> _Work instructions_: Quote, with no changes, the lines that run from the top of the material to the line with "pub enum GenerationError", both included.

= Beginning of Section =

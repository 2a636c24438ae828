use clap::Parser;
use std::fs;
use std::path::PathBuf;
use tacmapgen::{GenerationParams, generate};

/// Генератор тактических карт
#[derive(Parser, Debug)]
#[command(author, version, about, long_about = None)]
struct Cli {
    /// Путь к конфигурационному файлу в формате TOML
    #[arg(short, long)]
    config: PathBuf,

    /// Каталог для превью и результата (по умолчанию: текущий)
    #[arg(short, long, default_value = ".")]
    output_dir: PathBuf,
}

fn main() -> Result<(), Box<dyn std::error::Error>> {
    env_logger::init();
    let cli = Cli::parse();

    let params = GenerationParams::from_toml_file(cli.config.to_str().ok_or("bad config path")?)?;

    println!(
        "Генерация карты {}×{} (сид {})...",
        params.width,
        params.height,
        params.seed.value()
    );
    let result = generate(&params)?;

    fs::create_dir_all(&cli.output_dir)?;
    let out = |name: &str| {
        cli.output_dir
            .join(name)
            .to_str()
            .map(String::from)
            .ok_or("bad output path")
    };

    result.geology.save_as_png(&out("geology.png")?)?;
    result.topography.save_as_png(&out("elevation.png")?)?;
    result.hydrology.save_as_png(&out("hydrology.png")?)?;
    fs::write(out("map.json")?, serde_json::to_string_pretty(&result)?)?;

    println!(
        "Готово: высоты {:.1}–{:.1} футов, ручьёв {}, деревьев {}",
        result.statistics.min_elevation,
        result.statistics.max_elevation,
        result.statistics.stream_tile_count,
        result.statistics.tree_count
    );
    for warning in &result.warnings {
        println!("Предупреждение: {warning:?}");
    }
    Ok(())
}
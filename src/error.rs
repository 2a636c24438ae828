//! Ошибки генерации
//!
//! Три категории:
//! - неверный вход (размеры, конфиг) — поднимается до запуска конвейера;
//! - отказ слоя — любая внутренняя ошибка оборачивается именем слоя,
//!   конвейер прерывается без частичного результата;
//! - мягкие предупреждения пост-валидации — не ошибки, прикладываются
//!   к результату (см. [`crate::generator::GenerationWarning`]).

use thiserror::Error;

use crate::config::{MAX_MAP_SIDE, MIN_MAP_SIDE};

#[derive(Debug, Error)]
pub enum GenerationError {
    /// Размеры вне контрактного диапазона [10, 200]
    #[error(
        "недопустимые размеры карты {width}×{height}: обе стороны должны быть в диапазоне [{MIN_MAP_SIDE}, {MAX_MAP_SIDE}]"
    )]
    InvalidDimensions { width: usize, height: usize },

    /// Настроечный множитель вне контрактного диапазона
    #[error("параметр `{name}` = {value} вне диапазона [{min}, {max}]")]
    InvalidConfig {
        name: &'static str,
        value: f32,
        min: f32,
        max: f32,
    },

    /// Отказ одного из слоёв конвейера; исходная причина сохраняется
    #[error("слой `{layer}` завершился с ошибкой: {source}")]
    LayerFailed {
        layer: &'static str,
        #[source]
        source: Box<dyn std::error::Error + Send + Sync>,
    },
}

impl GenerationError {
    /// Оборачивает произвольную ошибку слоя, сохраняя причину
    pub fn layer<E>(layer: &'static str, source: E) -> Self
    where
        E: std::error::Error + Send + Sync + 'static,
    {
        Self::LayerFailed {
            layer,
            source: Box::new(source),
        }
    }
}

#[cfg(test)]
mod tests {
    use super::*;

    #[test]
    fn layer_error_keeps_cause() {
        let cause = std::io::Error::new(std::io::ErrorKind::Other, "grid not populated");
        let err = GenerationError::layer("hydrology", cause);
        let text = err.to_string();
        assert!(text.contains("hydrology"));
        assert!(text.contains("grid not populated"));
    }
}
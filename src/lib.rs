pub mod config;
pub mod error;
pub mod features;
pub mod generator;
pub mod geology;
pub mod hydrology;
pub mod mixing;
pub mod noise;
pub mod seed;
pub mod structures;
pub mod topography;
pub mod vegetation;

pub use config::{
    Biome, DevelopmentLevel, ElevationZone, GenerationParams, HydrologyConfig, HydrologyType,
    Season, TacticalMapContext, TopographyConfig, VegetationConfig,
};
pub use error::GenerationError;
pub use generator::{TacticalMapGenerationResult, generate};
pub use mixing::{Compatibility, MapFeature, apply_mixing, compatibility, interaction};
pub use seed::MapSeed;
// src/geology.rs
//! Геологический фундамент карты
//!
//! Первый слой конвейера. Выбирает формации под биом, рисует узор коренных
//! пород, выветривает их в поверхностные формы, считает глубину почвы и
//! запоминает зоны контакта формаций (там позже появятся родники).

use rand::{Rng, SeedableRng};
use rand_chacha::ChaCha8Rng;
use serde::{Deserialize, Serialize};

use crate::config::{Biome, TacticalMapContext, validate_dimensions};
use crate::error::GenerationError;
use crate::noise::NoiseField;
use crate::seed::{MapSeed, layer};

/// Ориентация напластования: задаёт направленный член в узоре пород
#[derive(Debug, Clone, Copy, PartialEq, Eq, Serialize, Deserialize)]
pub enum BeddingOrientation {
    Horizontal,
    Vertical,
    Folded,
}

/// Порода-формация с полностью табличными свойствами
///
/// Поведение задаётся исчерпывающими `match`-таблицами, без динамической
/// диспетчеризации.
#[derive(Debug, Clone, Copy, PartialEq, Eq, Serialize, Deserialize)]
pub enum GeologicalFormation {
    Carbonate,
    Volcanic,
    Granitic,
    Clastic,
    Metamorphic,
    Evaporite,
}

impl GeologicalFormation {
    /// Сопротивление эрозии, [0, 1]
    #[must_use]
    pub fn erosion_resistance(self) -> f32 {
        match self {
            GeologicalFormation::Granitic => 0.85,
            GeologicalFormation::Metamorphic => 0.75,
            GeologicalFormation::Volcanic => 0.70,
            GeologicalFormation::Carbonate => 0.45,
            GeologicalFormation::Clastic => 0.30,
            GeologicalFormation::Evaporite => 0.15,
        }
    }

    /// Среднее расстояние между трещинами, футы
    #[must_use]
    pub fn joint_spacing(self) -> f32 {
        match self {
            GeologicalFormation::Granitic => 8.0,
            GeologicalFormation::Evaporite => 6.0,
            GeologicalFormation::Clastic => 5.0,
            GeologicalFormation::Metamorphic => 4.0,
            GeologicalFormation::Carbonate => 3.0,
            GeologicalFormation::Volcanic => 2.0,
        }
    }

    /// Водопроницаемость, [0, 1]
    #[must_use]
    pub fn permeability(self) -> f32 {
        match self {
            GeologicalFormation::Carbonate => 0.8,
            GeologicalFormation::Evaporite => 0.7,
            GeologicalFormation::Clastic => 0.6,
            GeologicalFormation::Volcanic => 0.5,
            GeologicalFormation::Granitic => 0.2,
            GeologicalFormation::Metamorphic => 0.15,
        }
    }

    #[must_use]
    pub fn bedding(self) -> BeddingOrientation {
        match self {
            GeologicalFormation::Carbonate
            | GeologicalFormation::Clastic
            | GeologicalFormation::Evaporite => BeddingOrientation::Horizontal,
            GeologicalFormation::Granitic | GeologicalFormation::Volcanic => {
                BeddingOrientation::Vertical
            }
            GeologicalFormation::Metamorphic => BeddingOrientation::Folded,
        }
    }

    /// Может ли формация питать родники на контакте с водоупором
    #[must_use]
    pub fn can_host_springs(self) -> bool {
        self.permeability() >= 0.5
    }

    /// Базовая интенсивность текстурного шума рельефа:
    /// карст и столбчатый базальт дают самую резкую мелкую форму
    #[must_use]
    pub fn texture_intensity(self) -> f32 {
        match self {
            GeologicalFormation::Carbonate => 1.0,
            GeologicalFormation::Volcanic => 0.95,
            GeologicalFormation::Granitic => 0.70,
            GeologicalFormation::Metamorphic => 0.65,
            GeologicalFormation::Clastic => 0.50,
            GeologicalFormation::Evaporite => 0.30,
        }
    }

    /// Продукты выветривания данной породы
    #[must_use]
    pub fn weathering_products(self) -> &'static [TerrainFeature] {
        use TerrainFeature::*;
        match self {
            GeologicalFormation::Carbonate => &[Tower, Ledge, Sinkhole, Cave, Talus],
            GeologicalFormation::Volcanic => &[Column, Ledge, Cave, Talus],
            GeologicalFormation::Granitic => &[Dome, Corestone, GrusApron, Talus],
            GeologicalFormation::Clastic => &[Fin, Hoodoo, Ravine, Talus],
            GeologicalFormation::Metamorphic => &[Fin, Ledge, Ravine, Talus],
            GeologicalFormation::Evaporite => &[Hoodoo, Sinkhole, Cave],
        }
    }

    /// Цвет для отладочного превью
    #[must_use]
    pub fn to_rgb(self) -> [u8; 3] {
        match self {
            GeologicalFormation::Carbonate => [210, 200, 170],
            GeologicalFormation::Volcanic => [70, 60, 60],
            GeologicalFormation::Granitic => [180, 160, 160],
            GeologicalFormation::Clastic => [190, 150, 110],
            GeologicalFormation::Metamorphic => [130, 130, 150],
            GeologicalFormation::Evaporite => [230, 225, 200],
        }
    }
}

/// Полоса интенсивности выветривания, в которой появляется форма
#[derive(Debug, Clone, Copy, PartialEq, Eq)]
pub enum WeatheringBand {
    /// Крупная положительная форма (башня, купол, столб, гребень)
    MajorRelief,
    /// Средняя форма (глыба-ядро, худу, карниз)
    Intermediate,
    /// Отрицательная форма (воронка, пещера, промоина, грусовая ложбина)
    Depression,
    /// Осыпной шлейф
    Debris,
}

/// Поверхностная форма рельефа, продукт выветривания
#[derive(Debug, Clone, Copy, PartialEq, Eq, Serialize, Deserialize)]
pub enum TerrainFeature {
    Tower,
    Dome,
    Column,
    Fin,
    Corestone,
    Hoodoo,
    Ledge,
    Sinkhole,
    Cave,
    Ravine,
    Talus,
    /// Ложбина разложившегося гранита (грус)
    GrusApron,
}

impl TerrainFeature {
    #[must_use]
    pub fn band(self) -> WeatheringBand {
        use TerrainFeature::*;
        match self {
            Tower | Dome | Column | Fin => WeatheringBand::MajorRelief,
            Corestone | Hoodoo | Ledge => WeatheringBand::Intermediate,
            Sinkhole | Cave | Ravine | GrusApron => WeatheringBand::Depression,
            Talus => WeatheringBand::Debris,
        }
    }

    /// Голая скала: почва на таких формах практически отсутствует
    #[must_use]
    pub fn is_bare_rock(self) -> bool {
        matches!(self, TerrainFeature::Dome | TerrainFeature::Tower)
    }
}

/// Один тайл геологической карты
#[derive(Debug, Clone, Serialize, Deserialize)]
pub struct GeologyTile {
    pub formation: GeologicalFormation,
    /// Глубина почвы, футы
    pub soil_depth: f32,
    pub permeability: f32,
    pub terrain_features: Vec<TerrainFeature>,
    /// 1 / (расстояние между трещинами + 1)
    pub fracture_intensity: f32,
}

/// Геологическая карта: построчная сетка `height × width`, (0,0) — левый верх
#[derive(Debug, Clone, Serialize, Deserialize)]
pub struct GeologyMap {
    pub width: usize,
    pub height: usize,
    pub tiles: Vec<GeologyTile>,
    pub primary: GeologicalFormation,
    pub secondary: Option<GeologicalFormation>,
    /// Точки контакта разных формаций (кандидаты на родники)
    pub transitions: Vec<(usize, usize)>,
}

impl GeologyMap {
    #[must_use]
    pub fn get(&self, x: usize, y: usize) -> &GeologyTile {
        &self.tiles[y * self.width + x]
    }

    pub fn save_as_png(&self, path: &str) -> Result<(), Box<dyn std::error::Error>> {
        let pixels: Vec<u8> = self
            .tiles
            .iter()
            .flat_map(|t| t.formation.to_rgb())
            .collect();
        let img: image::ImageBuffer<image::Rgb<u8>, Vec<u8>> =
            image::ImageBuffer::from_raw(self.width as u32, self.height as u32, pixels)
                .ok_or("Failed to create image buffer")?;
        img.save(path)?;
        Ok(())
    }
}

/// Формации-кандидаты для биома
#[must_use]
pub fn formations_for_biome(biome: Biome) -> &'static [GeologicalFormation] {
    use GeologicalFormation::*;
    match biome {
        Biome::Forest => &[Granitic, Metamorphic, Clastic, Carbonate],
        Biome::Grassland => &[Clastic, Carbonate, Evaporite],
        Biome::Desert => &[Clastic, Evaporite, Volcanic, Carbonate],
        Biome::Mountain => &[Granitic, Metamorphic, Volcanic],
        Biome::Swamp => &[Clastic, Carbonate],
        Biome::Tundra => &[Metamorphic, Granitic, Clastic],
    }
}

/// Генерирует геологический слой
pub fn generate_geology(
    width: usize,
    height: usize,
    context: &TacticalMapContext,
    seed: MapSeed,
) -> Result<GeologyMap, GenerationError> {
    validate_dimensions(width, height)?;

    // 1. Выбор формаций: основная всегда, вторая с вероятностью 30%
    let candidates = formations_for_biome(context.biome);
    let mut rng = ChaCha8Rng::seed_from_u64(seed.layer_seed(layer::GEOLOGY));
    let primary_idx = rng.gen_range(0..candidates.len());
    let primary = candidates[primary_idx];
    let secondary = if rng.gen_bool(0.3) {
        Some(candidates[(primary_idx + 1) % candidates.len()])
    } else {
        None
    };

    let bedrock_noise = NoiseField::new(seed.noise_seed(layer::GEOLOGY), 0.02);
    let weathering_noise = NoiseField::new(
        seed.layer_seed(layer::GEOLOGY).wrapping_add(1_000_000) as i32,
        0.06,
    );
    let soil_noise = NoiseField::new(
        seed.layer_seed(layer::GEOLOGY).wrapping_add(2_000_000) as i32,
        0.08,
    );

    let mut tiles = Vec::with_capacity(width * height);
    for y in 0..height {
        for x in 0..width {
            let formation = pick_formation(primary, secondary, &bedrock_noise, x, y);
            let terrain_features =
                weather_tile(formation, weathering_noise.sample(x as f32, y as f32));
            let soil_depth = soil_depth_for(
                soil_noise.sample01(x as f32, y as f32),
                &terrain_features,
            );
            tiles.push(GeologyTile {
                formation,
                soil_depth,
                permeability: formation.permeability(),
                terrain_features,
                fracture_intensity: 1.0 / (formation.joint_spacing() + 1.0),
            });
        }
    }

    // 5. Зоны контакта: тайл, у которого в 4-окрестности другая формация
    let mut transitions = Vec::new();
    for y in 0..height {
        for x in 0..width {
            let own = tiles[y * width + x].formation;
            let differs = [(0i32, 1i32), (1, 0), (0, -1), (-1, 0)].iter().any(|&(dx, dy)| {
                let nx = x as i32 + dx;
                let ny = y as i32 + dy;
                nx >= 0
                    && nx < width as i32
                    && ny >= 0
                    && ny < height as i32
                    && tiles[(ny as usize) * width + nx as usize].formation != own
            });
            if differs {
                transitions.push((x, y));
            }
        }
    }

    Ok(GeologyMap {
        width,
        height,
        tiles,
        primary,
        secondary,
        transitions,
    })
}

/// 2. Узор коренных пород: низкочастотный шум плюс направленный член
/// напластования против нулевого порога
fn pick_formation(
    primary: GeologicalFormation,
    secondary: Option<GeologicalFormation>,
    noise: &NoiseField,
    x: usize,
    y: usize,
) -> GeologicalFormation {
    let Some(secondary) = secondary else {
        return primary;
    };
    let bias = match primary.bedding() {
        BeddingOrientation::Horizontal => 0.0,
        BeddingOrientation::Vertical => (x as f32 * 0.3).sin() * 0.4,
        BeddingOrientation::Folded => (x as f32 * y as f32 * 0.01).sin() * 0.4,
    };
    if noise.sample(x as f32, y as f32) + bias >= 0.0 {
        primary
    } else {
        secondary
    }
}

/// 3. Выветривание: интенсивность в [-1, 1] выбирает полосу продуктов.
/// Пороги 0.7 / 0.4 / -0.5 / 0.2 исторические, менять нельзя.
fn weather_tile(formation: GeologicalFormation, intensity: f32) -> Vec<TerrainFeature> {
    let products = formation.weathering_products();
    let first_in_band = |band: WeatheringBand| products.iter().copied().find(|f| f.band() == band);

    let mut features = Vec::new();
    if intensity > 0.7 {
        if let Some(f) = first_in_band(WeatheringBand::MajorRelief) {
            features.push(f);
        }
    } else if intensity > 0.4 {
        if let Some(f) = first_in_band(WeatheringBand::Intermediate) {
            features.push(f);
        }
    }
    if intensity < -0.5 {
        if let Some(f) = first_in_band(WeatheringBand::Depression) {
            features.push(f);
        }
    }
    // Осыпь добавляется независимо от основной полосы
    if intensity > 0.2 {
        if let Some(f) = first_in_band(WeatheringBand::Debris) {
            features.push(f);
        }
    }
    features
}

/// 4. Глубина почвы: база 1–3 фута из шума, поправки от форм рельефа
fn soil_depth_for(noise01: f32, features: &[TerrainFeature]) -> f32 {
    let mut depth = 1.0 + noise01 * 2.0;
    if features.contains(&TerrainFeature::GrusApron) {
        depth += 3.0;
    }
    if features.contains(&TerrainFeature::Talus) {
        depth += 2.0;
    }
    if features.contains(&TerrainFeature::Sinkhole) {
        depth += 5.0;
    }
    if features.iter().any(|f| f.is_bare_rock()) {
        depth = 0.5;
    }
    depth
}

#[cfg(test)]
mod tests {
    use super::*;
    use crate::config::TacticalMapContext;

    fn forest_context() -> TacticalMapContext {
        TacticalMapContext {
            biome: Biome::Forest,
            ..TacticalMapContext::default()
        }
    }

    #[test]
    fn rejects_bad_dimensions() {
        let ctx = forest_context();
        let seed = MapSeed::from_u64(1);
        assert!(generate_geology(9, 30, &ctx, seed).is_err());
        assert!(generate_geology(30, 201, &ctx, seed).is_err());
    }

    #[test]
    fn grid_is_fully_populated() {
        let map = generate_geology(20, 15, &forest_context(), MapSeed::from_u64(42)).unwrap();
        assert_eq!(map.tiles.len(), 20 * 15);
        for tile in &map.tiles {
            assert!(tile.soil_depth > 0.0);
            assert!(tile.fracture_intensity > 0.0);
        }
    }

    #[test]
    fn deterministic_for_same_seed() {
        let ctx = forest_context();
        let a = generate_geology(25, 25, &ctx, MapSeed::from_u64(7)).unwrap();
        let b = generate_geology(25, 25, &ctx, MapSeed::from_u64(7)).unwrap();
        assert_eq!(a.primary, b.primary);
        assert_eq!(a.secondary, b.secondary);
        for (ta, tb) in a.tiles.iter().zip(&b.tiles) {
            assert_eq!(ta.formation, tb.formation);
            assert_eq!(ta.soil_depth, tb.soil_depth);
            assert_eq!(ta.terrain_features, tb.terrain_features);
        }
    }

    #[test]
    fn primary_formation_comes_from_biome_list() {
        for seed in 0..20u64 {
            let map =
                generate_geology(12, 12, &forest_context(), MapSeed::from_u64(seed)).unwrap();
            assert!(formations_for_biome(Biome::Forest).contains(&map.primary));
        }
    }

    #[test]
    fn bare_rock_forces_thin_soil() {
        let depth = soil_depth_for(0.9, &[TerrainFeature::Dome, TerrainFeature::Talus]);
        assert_eq!(depth, 0.5);
    }

    #[test]
    fn weathering_bands_respect_product_list() {
        // У эвапоритов нет крупной положительной формы: полоса > 0.7 пустует
        let high = weather_tile(GeologicalFormation::Evaporite, 0.9);
        assert!(high.iter().all(|f| f.band() != WeatheringBand::MajorRelief));

        let tower = weather_tile(GeologicalFormation::Carbonate, 0.9);
        assert!(tower.contains(&TerrainFeature::Tower));
        assert!(tower.contains(&TerrainFeature::Talus));

        let sink = weather_tile(GeologicalFormation::Carbonate, -0.8);
        assert_eq!(sink, vec![TerrainFeature::Sinkhole]);
    }

    #[test]
    fn transition_zones_only_with_secondary() {
        // Сиды без второй формации дают пустой список контактов
        for seed in 0..30u64 {
            let map =
                generate_geology(16, 16, &forest_context(), MapSeed::from_u64(seed)).unwrap();
            if map.secondary.is_none() {
                assert!(map.transitions.is_empty());
            }
        }
    }
}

= End of Section =

> _Answer box_:
repository 2a636c24438ae828
use clap::Parser;
use std::fs;
use std::path::PathBuf;
use tacmapgen::{GenerationParams, generate};

/// Генератор тактических карт
#[derive(Parser, Debug)]
#[command(author, version, about, long_about = None)]
struct Cli {
    /// Путь к конфигурационному файлу в формате TOML
    #[arg(short, long)]
    config: PathBuf,

    /// Каталог для превью и результата (по умолчанию: текущий)
    #[arg(short, long, default_value = ".")]
    output_dir: PathBuf,
}

fn main() -> Result<(), Box<dyn std::error::Error>> {
    env_logger::init();
    let cli = Cli::parse();

    let params = GenerationParams::from_toml_file(cli.config.to_str().ok_or("bad config path")?)?;

    println!(
        "Генерация карты {}×{} (сид {})...",
        params.width,
        params.height,
        params.seed.value()
    );
    let result = generate(&params)?;

    fs::create_dir_all(&cli.output_dir)?;
    let out = |name: &str| {
        cli.output_dir
            .join(name)
            .to_str()
            .map(String::from)
            .ok_or("bad output path")
    };

    result.geology.save_as_png(&out("geology.png")?)?;
    result.topography.save_as_png(&out("elevation.png")?)?;
    result.hydrology.save_as_png(&out("hydrology.png")?)?;
    fs::write(out("map.json")?, serde_json::to_string_pretty(&result)?)?;

    println!(
        "Готово: высоты {:.1}–{:.1} футов, ручьёв {}, деревьев {}",
        result.statistics.min_elevation,
        result.statistics.max_elevation,
        result.statistics.stream_tile_count,
        result.statistics.tree_count
    );
    for warning in &result.warnings {
        println!("Предупреждение: {warning:?}");
    }
    Ok(())
}
filename src/error.rs
repository 2a636c24438ae828
//! Ошибки генерации
//!
//! Три категории:
//! - неверный вход (размеры, конфиг) — поднимается до запуска конвейера;
//! - отказ слоя — любая внутренняя ошибка оборачивается именем слоя,
//!   конвейер прерывается без частичного результата;
//! - мягкие предупреждения пост-валидации — не ошибки, прикладываются
//!   к результату (см. [`crate::generator::GenerationWarning`]).

use thiserror::Error;

use crate::config::{MAX_MAP_SIDE, MIN_MAP_SIDE};

#[derive(Debug, Error)]
pub enum GenerationError {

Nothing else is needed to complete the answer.